If paradigms cannot be compared with each other, there are no objective criteria to decide when one paradigm is “better” than another... then why do scientists abandon one paradigm for another? If rational issues remain on the sidelines and objective criteria are absent, then the epistemological conception seems to deny the idea of progress. However, Khun himself will postulate that progress is not only manifested during periods of “normal science”, but also through revolutions. However, this does not imply that the success of science can be measured against a previously determined goal. Here comes the concept of “evolution” as opposed to “revolution”, which would explain the success of science.
What is progress for Khun then? It is therefore the ability to solve problems. When you lose confidence in a paradigm as long as it does not solve some enigmas. However, many scientists will be reluctant to adopt a new paradigm to me that:
The new paradigm offers the unique possibility of solving an extraordinary and universally recognized problem.
The new paradigm also allows to solve the riddles that the previous paradigm solved.
“ After a scientific revolution, many ancient measurements and manipulations lose their importance or are replaced by others. (...) Whatever the scientist can see after a revolution, he's still looking at the same world. In addition, even if you have been able to use them differently, much of your vocabulary and laboratory instruments will still be the same as before. As a result, post-revolution science includes many of the same manipulations carried out with the same instruments and described in the same terms as its predecessors of the pre-revolution era.” Khun (1962 )
The preceding statement may be contradictory, however, Khun emphasizes the defense of metaphysical realism (since reality exists and is unique) and gnoseological idealism (whereas the subject's idea of the latter is a subjective construction). This implies that research is possible only within a given context, which conditions the knowledge that can be produced by members of a given scientific community.
Thus Khun rejects the possibility of access to things as they are in themselves, therefore, such an objective has no place. Hence, scientific theories are neither true nor false, while truth cannot be found independently of the paradigm, since it determines the methodology of empirical contrast.

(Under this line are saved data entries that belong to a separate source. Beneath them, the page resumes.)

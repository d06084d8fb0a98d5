//! Analysis mode buttons (NDVI / True Color / Near Infrared).

use crate::state::SatelliteDashboardState;
use crate::theme::{PANEL_BORDER, PRIMARY_600};
use agri_core::imagery::AnalysisMode;
use dioxus::prelude::*;

/// Switching mode only changes which rendering of the selected image is shown.
#[component]
pub fn ModeSelector() -> Element {
    let state = use_context::<SatelliteDashboardState>();
    let current = state.viewer.read().mode();

    rsx! {
        div {
            class: "analysis-controls",
            style: "display: flex; gap: 6px;",
            for mode in AnalysisMode::ALL {
                ModeButton { key: "{mode}", mode, active: mode == current }
            }
        }
    }
}

#[component]
fn ModeButton(mode: AnalysisMode, active: bool) -> Element {
    let mut state = use_context::<SatelliteDashboardState>();
    let class = if active { "mode-btn active" } else { "mode-btn" };
    let label = mode.label();
    let style = if active {
        format!("padding: 4px 10px; border: 1px solid {PRIMARY_600}; background: {PRIMARY_600}; color: white; border-radius: 4px; cursor: pointer;")
    } else {
        format!("padding: 4px 10px; border: 1px solid {PANEL_BORDER}; background: white; color: #333; border-radius: 4px; cursor: pointer;")
    };

    rsx! {
        button {
            class: "{class}",
            style: "{style}",
            onclick: move |_| state.viewer.write().set_mode(mode),
            "{label}"
        }
    }
}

This idea sustained by Khun is not, in fact, original. He recalls Kant's transcendental idealism, as he would later recognize. Kant discriminated between phenomenal reality (the perceived world) and nouménic reality (the reality itself). The novelty is that while for Kant, perception of reality is conditioned by universal parameters (which are common to all human beings as they possess the same cognitive apparatus) for Khun, as far as science is concerned, these parameters would change when one paradigm is replaced by another. This relativistic position will unleash criticism of which he will defend himself by saying that he considers himself a believer in scientific progress and that the superiority of a theory over the previous one is a problem independent of the metaphysical question, since superiority is evidenced in the ability of a theory to solve the puzzles.